Выслушав мой рассказ, он одарил меня взглядом, в котором сквозила затаенная тоска, — так смотрит беззубый крокодил на прогуливающегося по берегу реки жирного пса. Он явно размышлял, как ко мне лучше подступиться. Мы поближе придвинули наши стулья и ссутулились друг перед другом. Судя по его дыханию, зубы у него были изрядно подпорчены и к тому же давно не чищены.

— Так вот, мистер Джонс, возможно, я вам помогу… Правда, в такого рода делах прежде всего стоит вопрос денег. Вы меня понимаете?

— Само собой.

— Так вот, есть у меня на примете один парень. Высший класс! Если уж он за что берется, то все у него получается. Но он дорого стоит.

— Сколько же?

— Принимая во внимание риск и все такое прочее, я бы сказал, что к этому парню меньше чем с пятью тысячами не стоит и подступаться, но он настоящий спец, и он сделает такие снимочки этой вашей вероломной итальяшки, которые просто прижмут ее к стенке. У него, у этого парня, есть вся необходимая техника и оборудование, но он со странностями — если не настроен работать, то и не будет.

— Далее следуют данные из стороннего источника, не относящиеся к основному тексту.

use crate::errors::TransportError;

use async_trait::async_trait;
use std::fmt::Debug;
use std::sync::Arc;
use twinmq_core::{BasicProperties, ClusterConfig, ClusterRole, QueueDeclareOptions};

pub type TransportResult<T> = std::result::Result<T, TransportError>;

/// Opens transport connections to a named cluster.
///
/// Implementations read the address, credentials, virtual host and worker
/// thread count for `role` from the config snapshot. They must not retry
/// internally; a failure is surfaced to the publisher as is.
#[async_trait]
pub trait ConnectionProvider: Debug + Send + Sync {
    async fn create_connection(
        &self,
        role: ClusterRole,
        config: &ClusterConfig,
    ) -> TransportResult<Arc<dyn BrokerConnection>>;
}

/// A live transport connection to one broker cluster.
#[async_trait]
pub trait BrokerConnection: Debug + Send + Sync {
    async fn create_channel(&self, channel_number: u16) -> TransportResult<Box<dyn BrokerChannel>>;
}

/// A logical channel on a broker connection.
///
/// The sequence counter follows the publisher-confirm model: once
/// `confirm_select` has been called the first publish gets sequence 1 and
/// every publish attempt moves the counter forward by one, whether the write
/// succeeded or not.
#[async_trait]
pub trait BrokerChannel: Debug + Send + Sync {
    async fn queue_declare(&self, queue: &str, options: QueueDeclareOptions) -> TransportResult<()>;

    async fn basic_qos(&self, prefetch_count: u16) -> TransportResult<()>;

    fn add_confirm_listener(&self, listener: Arc<dyn ChannelConfirmListener>);

    async fn confirm_select(&self) -> TransportResult<()>;

    /// Sequence number the next publish on this channel will carry.
    fn next_publish_seq_no(&self) -> u64;

    async fn basic_publish(
        &self,
        exchange: &str,
        routing_key: &str,
        properties: BasicProperties,
        body: &[u8],
    ) -> TransportResult<()>;
}

/// Confirm callback registered on a single broker channel.
///
/// Sequence numbers are scoped to the channel the callback is registered on.
pub trait ChannelConfirmListener: Debug + Send + Sync {
    fn handle_ack(&self, sequence: u64, multiple: bool);

    fn handle_nack(&self, sequence: u64, multiple: bool);
}

/// Receives publisher confirms from the broker.
///
/// Called on transport-managed threads, independently of the publishing
/// tasks. `role` names the channel the confirm came from; sequence numbers
/// of the two channels overlap. With `multiple` set the event covers every
/// outstanding sequence of that channel up to and including `sequence`.
/// Implementations typically hold the publisher's
/// [`ConfirmLedger`](crate::ConfirmLedger) and call `resolve_up_to` on it.
pub trait ConfirmListener: Debug + Send + Sync {
    fn handle_ack(&self, role: ClusterRole, sequence: u64, multiple: bool);

    fn handle_nack(&self, role: ClusterRole, sequence: u64, multiple: bool);
}

/// Forwards the confirms of one channel to a [`ConfirmListener`], tagged
/// with the channel's cluster role.
#[derive(Debug)]
pub(crate) struct RoleConfirmListener {
    role: ClusterRole,
    listener: Arc<dyn ConfirmListener>,
}

impl RoleConfirmListener {
    pub(crate) fn new(role: ClusterRole, listener: Arc<dyn ConfirmListener>) -> Self {
        RoleConfirmListener { role, listener }
    }
}

impl ChannelConfirmListener for RoleConfirmListener {
    fn handle_ack(&self, sequence: u64, multiple: bool) {
        self.listener.handle_ack(self.role, sequence, multiple);
    }

    fn handle_nack(&self, sequence: u64, multiple: bool) {
        self.listener.handle_nack(self.role, sequence, multiple);
    }
}
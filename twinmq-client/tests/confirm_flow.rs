//! Client crate integration test: broker confirms settle the ledger through the listener

mod common;

use anyhow::Result;
use common::{cluster_config, Fixture};
use twinmq_client::{ClusterRole, ConfirmListener, PublisherOptions};

#[tokio::test]
async fn single_ack_settles_one_message() -> Result<()> {
    let fixture = Fixture::new();
    let publisher = fixture
        .publisher(cluster_config(true, false), PublisherOptions::default())
        .await?;

    for i in 1..=3 {
        publisher
            .publish(format!("body-{}", i), format!("c{}", i), format!("m{}", i))
            .await?;
    }

    fixture.provider.ack(ClusterRole::Primary, 2, false);

    assert_eq!(fixture.listener.acked_sequences(), vec![2]);
    assert_eq!(fixture.ledger.sequences(ClusterRole::Primary), vec![1, 3]);
    let acked = fixture.listener.acked.lock().unwrap();
    assert_eq!(acked[0].1.message_id, "m2");

    Ok(())
}

#[tokio::test]
async fn multiple_ack_settles_range() -> Result<()> {
    let fixture = Fixture::new();
    let publisher = fixture
        .publisher(cluster_config(true, false), PublisherOptions::default())
        .await?;

    for i in 1..=3 {
        publisher
            .publish(format!("body-{}", i), format!("c{}", i), format!("m{}", i))
            .await?;
    }

    fixture.provider.ack(ClusterRole::Primary, 2, true);

    assert_eq!(fixture.listener.acked_sequences(), vec![1, 2]);
    assert_eq!(fixture.ledger.sequences(ClusterRole::Primary), vec![3]);

    Ok(())
}

#[tokio::test]
async fn nack_hands_back_rejected_messages() -> Result<()> {
    let fixture = Fixture::new();
    let publisher = fixture
        .publisher(cluster_config(false, true), PublisherOptions::default())
        .await?;

    publisher.publish("a", "c1", "m1").await?;
    publisher.publish("b", "c2", "m2").await?;

    fixture.provider.nack(ClusterRole::Secondary, 2, true);

    let nacked = fixture.listener.nacked.lock().unwrap();
    assert_eq!(nacked.len(), 2);
    assert_eq!(nacked[0].1.body, b"a".to_vec());
    assert_eq!(nacked[1].1.role, ClusterRole::Secondary);
    assert!(fixture.ledger.is_empty());

    Ok(())
}

#[tokio::test]
async fn late_and_duplicate_confirms_are_ignored() -> Result<()> {
    let fixture = Fixture::new();
    let publisher = fixture
        .publisher(cluster_config(true, false), PublisherOptions::default())
        .await?;

    publisher.publish("a", "c1", "m1").await?;
    publisher.publish("b", "c2", "m2").await?;

    fixture.provider.ack(ClusterRole::Primary, 1, false);
    fixture.provider.ack(ClusterRole::Primary, 1, false);
    fixture.provider.ack(ClusterRole::Primary, 1, true);
    fixture.provider.ack(ClusterRole::Primary, 42, false);

    assert_eq!(fixture.listener.acked_sequences(), vec![1]);
    assert_eq!(fixture.ledger.sequences(ClusterRole::Primary), vec![2]);

    // publishing keeps working after bogus confirms
    let receipt = publisher.publish("c", "c3", "m3").await?;
    assert_eq!(receipt.sequence, 3);

    Ok(())
}

#[tokio::test]
async fn publisher_exposes_shared_ledger_and_listener() -> Result<()> {
    let fixture = Fixture::new();
    let publisher = fixture
        .publisher(cluster_config(true, false), PublisherOptions::default())
        .await?;

    publisher.publish("a", "c1", "m1").await?;

    assert_eq!(publisher.ledger().len(), fixture.ledger.len());
    assert!(std::sync::Arc::ptr_eq(&publisher.ledger(), &fixture.ledger));

    // acks delivered straight to the exposed listener settle the same ledger
    publisher
        .confirm_listener()
        .handle_ack(ClusterRole::Primary, 1, false);
    assert!(publisher.ledger().is_empty());
    assert_eq!(publisher.app_id(), "trading");

    Ok(())
}

#[tokio::test]
async fn confirms_settle_only_their_own_cluster() -> Result<()> {
    let active = Fixture::new();
    let standby = Fixture::with_provider(active.provider.clone());
    let primary_publisher = active
        .publisher(cluster_config(true, false), PublisherOptions::default())
        .await?;
    let secondary_publisher = standby
        .publisher(cluster_config(false, true), PublisherOptions::default())
        .await?;

    // both channels start their sequences at 1
    let first = primary_publisher.publish("a", "c1", "m1").await?;
    let second = secondary_publisher.publish("b", "c2", "m2").await?;
    assert_eq!((first.role, first.sequence), (ClusterRole::Primary, 1));
    assert_eq!((second.role, second.sequence), (ClusterRole::Secondary, 1));

    active.provider.ack(ClusterRole::Secondary, 1, false);

    assert!(active.listener.acked_sequences().is_empty());
    assert_eq!(active.ledger.sequences(ClusterRole::Primary), vec![1]);
    assert!(standby.ledger.is_empty());
    let acked = standby.listener.acked.lock().unwrap();
    assert_eq!(acked.len(), 1);
    assert_eq!(acked[0].1.message_id, "m2");
    assert_eq!(acked[0].1.role, ClusterRole::Secondary);

    Ok(())
}

#[tokio::test]
async fn one_ledger_tracks_both_channels() -> Result<()> {
    let fixture = Fixture::new();
    let publisher = fixture
        .publisher(cluster_config(true, true), PublisherOptions::default())
        .await?;

    // both channels hand out sequence 1 first
    let mut sequences = Vec::new();
    for role in ClusterRole::ALL {
        let channel = publisher.channel(role).await?;
        sequences.push(channel.next_publish_seq_no());
    }
    assert_eq!(sequences, vec![1, 1]);

    publisher.publish("a", "c1", "m1").await?;
    fixture.provider.nack(ClusterRole::Secondary, 1, true);

    assert!(fixture.listener.nacked_sequences().is_empty());
    assert_eq!(fixture.ledger.outstanding(ClusterRole::Primary), 1);

    fixture.provider.ack(ClusterRole::Primary, 1, true);
    assert_eq!(fixture.listener.acked_sequences(), vec![1]);
    assert!(fixture.ledger.is_empty());

    Ok(())
}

— Как это? Никогда такого не слыхал.

— Ну, вроде как художник — вдохновение ему нужно, понятно?

— Да, пожалуй, я вас понимаю.

— Нов любом случае он станет работать только с моей подачи. А я не хочу попусту тратить время, пытаясь его уговорить. Что мне нужно — так это гарантии доверия с вашей стороны, то есть я хочу сказать, что если вы действительно хотите, чтобы я попытался до него дозвониться по междугородному…

Я под столом достал бумажник, вынул из него стодолларовую купюру и положил у его локтя.

— Так пойдет?

Здоровенная лапа тут же накрыла купюру, и та исчезла. Тыльной стороной другой лапы он вытер губы.

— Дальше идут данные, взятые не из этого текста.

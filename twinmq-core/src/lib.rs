pub mod cluster;
pub mod config;
pub mod message;

pub use cluster::ClusterRole;
pub use config::{ClusterConfig, ConfigError, LoadClusterConfig};
pub use message::{BasicProperties, PendingMessage, QueueDeclareOptions};
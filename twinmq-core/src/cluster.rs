use serde::{Deserialize, Serialize};
use std::fmt::{Display, Formatter};

/// Identifies which of the two independently configured broker clusters a
/// channel or a published message targets.
#[derive(Debug, Clone, Copy, PartialEq, Eq, Hash, PartialOrd, Ord, Serialize, Deserialize)]
pub enum ClusterRole {
    /// The active cluster, always preferred when enabled.
    #[serde(rename = "PRIMARY")]
    Primary,
    /// The passive cluster, used only when the primary is disabled.
    #[serde(rename = "SECONDARY")]
    Secondary,
}

impl ClusterRole {
    pub const ALL: [ClusterRole; 2] = [ClusterRole::Primary, ClusterRole::Secondary];

    /// The literal tag carried in the `type` property of every published message.
    pub fn tag(&self) -> &'static str {
        match self {
            ClusterRole::Primary => "PRIMARY",
            ClusterRole::Secondary => "SECONDARY",
        }
    }
}

impl Display for ClusterRole {
    fn fmt(&self, f: &mut Formatter<'_>) -> std::fmt::Result {
        f.write_str(self.tag())
    }
}

#[cfg(test)]
mod tests {
    use super::*;

    #[test]
    fn tag_matches_display() {
        for role in ClusterRole::ALL {
            assert_eq!(role.to_string(), role.tag());
        }
        assert_eq!(ClusterRole::Primary.tag(), "PRIMARY");
        assert_eq!(ClusterRole::Secondary.tag(), "SECONDARY");
    }

    #[test]
    fn deserializes_from_wire_tag() {
        let role: ClusterRole = serde_yaml::from_str("SECONDARY").unwrap();
        assert_eq!(role, ClusterRole::Secondary);
    }
}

— Прекрасно. А теперь выйдите в коридор. Там скамеечка есть.

Я прождал почти пятнадцать минут. Приходили и уходили люди довольно странного вида — арендаторы, клиенты, покупатели. Изнаночные люди. Те, кто почему-то льнет к сырой изнанке действительности. При взгляде на них наверняка содрогнулся бы психиатр или бактериолог.

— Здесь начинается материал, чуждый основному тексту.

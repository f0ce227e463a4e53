use crate::{
    client_metrics::{CONFIRMS_RESOLVED_TOTAL, LEDGER_OUTSTANDING},
    errors::{Result, TwinError},
};

use metrics::{counter, gauge};
use std::collections::BTreeMap;
use std::sync::atomic::{AtomicBool, Ordering};
use std::sync::{Mutex, MutexGuard};
use tracing::debug;
use twinmq_core::{ClusterRole, PendingMessage};

/// Ordered record of the messages put on the wire and not yet confirmed.
///
/// Sequence numbers are only unique within one channel, so entries are keyed
/// by the cluster role of the channel and the sequence number it assigned.
/// A confirm from one cluster never settles an entry of the other.
///
/// Written by the publishing tasks and scanned/drained by the confirm
/// listener on transport threads, so every access goes through one lock.
/// The inspection methods return point-in-time views only.
///
/// A ledger belongs to a single publisher; the builder refuses a ledger
/// that is already attached to another live publisher.
#[derive(Debug, Default)]
pub struct ConfirmLedger {
    entries: Mutex<BTreeMap<(ClusterRole, u64), PendingMessage>>,
    attached: AtomicBool,
}

impl ConfirmLedger {
    pub fn new() -> Self {
        ConfirmLedger::default()
    }

    // a panic while holding the lock can't leave the map half-updated
    fn entries(&self) -> MutexGuard<'_, BTreeMap<(ClusterRole, u64), PendingMessage>> {
        self.entries
            .lock()
            .unwrap_or_else(|poisoned| poisoned.into_inner())
    }

    /// Marks the ledger as owned by a publisher. Returns false if it already is.
    pub(crate) fn attach(&self) -> bool {
        self.attached
            .compare_exchange(false, true, Ordering::SeqCst, Ordering::SeqCst)
            .is_ok()
    }

    pub(crate) fn detach(&self) {
        self.attached.store(false, Ordering::SeqCst);
    }

    /// Whether a live publisher currently owns this ledger.
    pub fn is_attached(&self) -> bool {
        self.attached.load(Ordering::SeqCst)
    }

    /// Records a pending message under the `role` channel's `sequence`.
    ///
    /// Sequence numbers must never collide within a channel: an existing
    /// entry is kept and the call fails with [`TwinError::DuplicateSequence`].
    pub fn record(&self, role: ClusterRole, sequence: u64, message: PendingMessage) -> Result<()> {
        let queue = message.queue.clone();
        {
            let mut entries = self.entries();
            if entries.contains_key(&(role, sequence)) {
                return Err(TwinError::DuplicateSequence { role, sequence });
            }
            entries.insert((role, sequence), message);
        }
        gauge!(LEDGER_OUTSTANDING.name, "cluster" => role.tag(), "queue" => queue).increment(1.0);
        Ok(())
    }

    /// Settles the entries of the `role` channel covered by a broker confirm.
    ///
    /// With `multiple` set every entry of that channel `<= sequence` is
    /// removed, otherwise only the exact match. Removed entries are returned
    /// in ascending order; an empty result means a late or duplicate
    /// confirmation.
    pub fn resolve_up_to(
        &self,
        role: ClusterRole,
        sequence: u64,
        multiple: bool,
    ) -> Vec<(u64, PendingMessage)> {
        let settled: Vec<(u64, PendingMessage)> = {
            let mut entries = self.entries();
            if multiple {
                let keys: Vec<(ClusterRole, u64)> = entries
                    .range((role, 0)..=(role, sequence))
                    .map(|(key, _)| *key)
                    .collect();
                keys.into_iter()
                    .filter_map(|key| entries.remove(&key).map(|message| (key.1, message)))
                    .collect()
            } else {
                entries
                    .remove(&(role, sequence))
                    .map(|message| (sequence, message))
                    .into_iter()
                    .collect()
            }
        };

        if settled.is_empty() {
            debug!(
                cluster = %role,
                sequence,
                multiple, "late or duplicate confirmation, nothing left to settle"
            );
        } else {
            for (_, message) in &settled {
                gauge!(LEDGER_OUTSTANDING.name, "cluster" => role.tag(), "queue" => message.queue.clone())
                    .decrement(1.0);
            }
            counter!(CONFIRMS_RESOLVED_TOTAL.name, "cluster" => role.tag())
                .increment(settled.len() as u64);
        }

        settled
    }

    /// Removes a single entry, returning it if it was present.
    pub fn remove(&self, role: ClusterRole, sequence: u64) -> Option<PendingMessage> {
        let removed = self.entries().remove(&(role, sequence));
        if let Some(message) = &removed {
            gauge!(LEDGER_OUTSTANDING.name, "cluster" => role.tag(), "queue" => message.queue.clone())
                .decrement(1.0);
        }
        removed
    }

    pub fn get(&self, role: ClusterRole, sequence: u64) -> Option<PendingMessage> {
        self.entries().get(&(role, sequence)).cloned()
    }

    pub fn contains(&self, role: ClusterRole, sequence: u64) -> bool {
        self.entries().contains_key(&(role, sequence))
    }

    /// Number of outstanding (unconfirmed) messages across both channels.
    pub fn len(&self) -> usize {
        self.entries().len()
    }

    pub fn is_empty(&self) -> bool {
        self.entries().is_empty()
    }

    /// Number of outstanding messages published on the `role` channel.
    pub fn outstanding(&self, role: ClusterRole) -> usize {
        self.entries()
            .range((role, 0)..=(role, u64::MAX))
            .count()
    }

    /// Lowest outstanding sequence number of the `role` channel.
    pub fn first_sequence(&self, role: ClusterRole) -> Option<u64> {
        self.entries()
            .range((role, 0)..=(role, u64::MAX))
            .next()
            .map(|((_, seq), _)| *seq)
    }

    /// Outstanding sequence numbers of the `role` channel in ascending order.
    pub fn sequences(&self, role: ClusterRole) -> Vec<u64> {
        self.entries()
            .range((role, 0)..=(role, u64::MAX))
            .map(|((_, seq), _)| *seq)
            .collect()
    }
}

Наконец он вышел и уселся на корточках рядом со мной, обдавая меня своим гнилостным дыханием.

— Так получилось, что с ним у меня ничего не выйдет, но есть еще кое-какие наводки… кое-кто сможет сделать хорошую работу, только дайте мне немного времени.

— А почему ничего не выйдет с человеком, о котором вы говорили?

— Он недавно умер. Я и не знал. И не слыхал даже. Вот такие дела.

— Как его звали?

— Есть еще вполне приличные ребята. Вы мне только скажите, как с вами связаться, а когда я найду подходящего человека, тогда…

— Я сам позвоню вам через несколько дней.

— И еще, раз уж мне придется потрудиться, чтобы подобрать для вас подходящего парня, как насчет того, чтобы дать мне еще такую же сумму, в качестве задатка?..

— Лучше поговорим об этом, когда вы кого-нибудь найдете.

Предприняв еще несколько вялых попыток вытянуть из меня деньги, он поплелся, шаркая ногами, в свой арендуемый закуток; штаны у него на заду провисли, толстую шею сзади прикрывали седые пряди волос.

В восемь больших прыжков я долетел до ближайшей вонючей забегаловки, закрылся в телефонной кабинке и позвонил в ту же самую контору. Имя дежурной телефонистки я запомнил — оно значилось на коммутаторе.

— Мисс Гэнз, говорит сержант Циммерман из участка Банко. В течение последних двадцати минут вы звонили по междугородной по указанию Гэннона.

— Кто? Что вы сказали?

— Мне нужно знать, куда он звонил, а также фамилию и помер телефона абонента.

— Но я не имею права…

— Я ведь могу прислать за вами, мисс Гэнз, и доставить вас сюда, если вам так больше нравится.

— Вы… вы сказали, что вас зовут Циммерман?

— Для большей надежности, мисс Гэнз, чтоб вы не сомневались, перезвоните мне сюда, в участок. У нас имеется специальный номер. — И я продиктовал ей номер телефона-автомата: она вроде бы начала успокаиваться, и стоило рискнуть.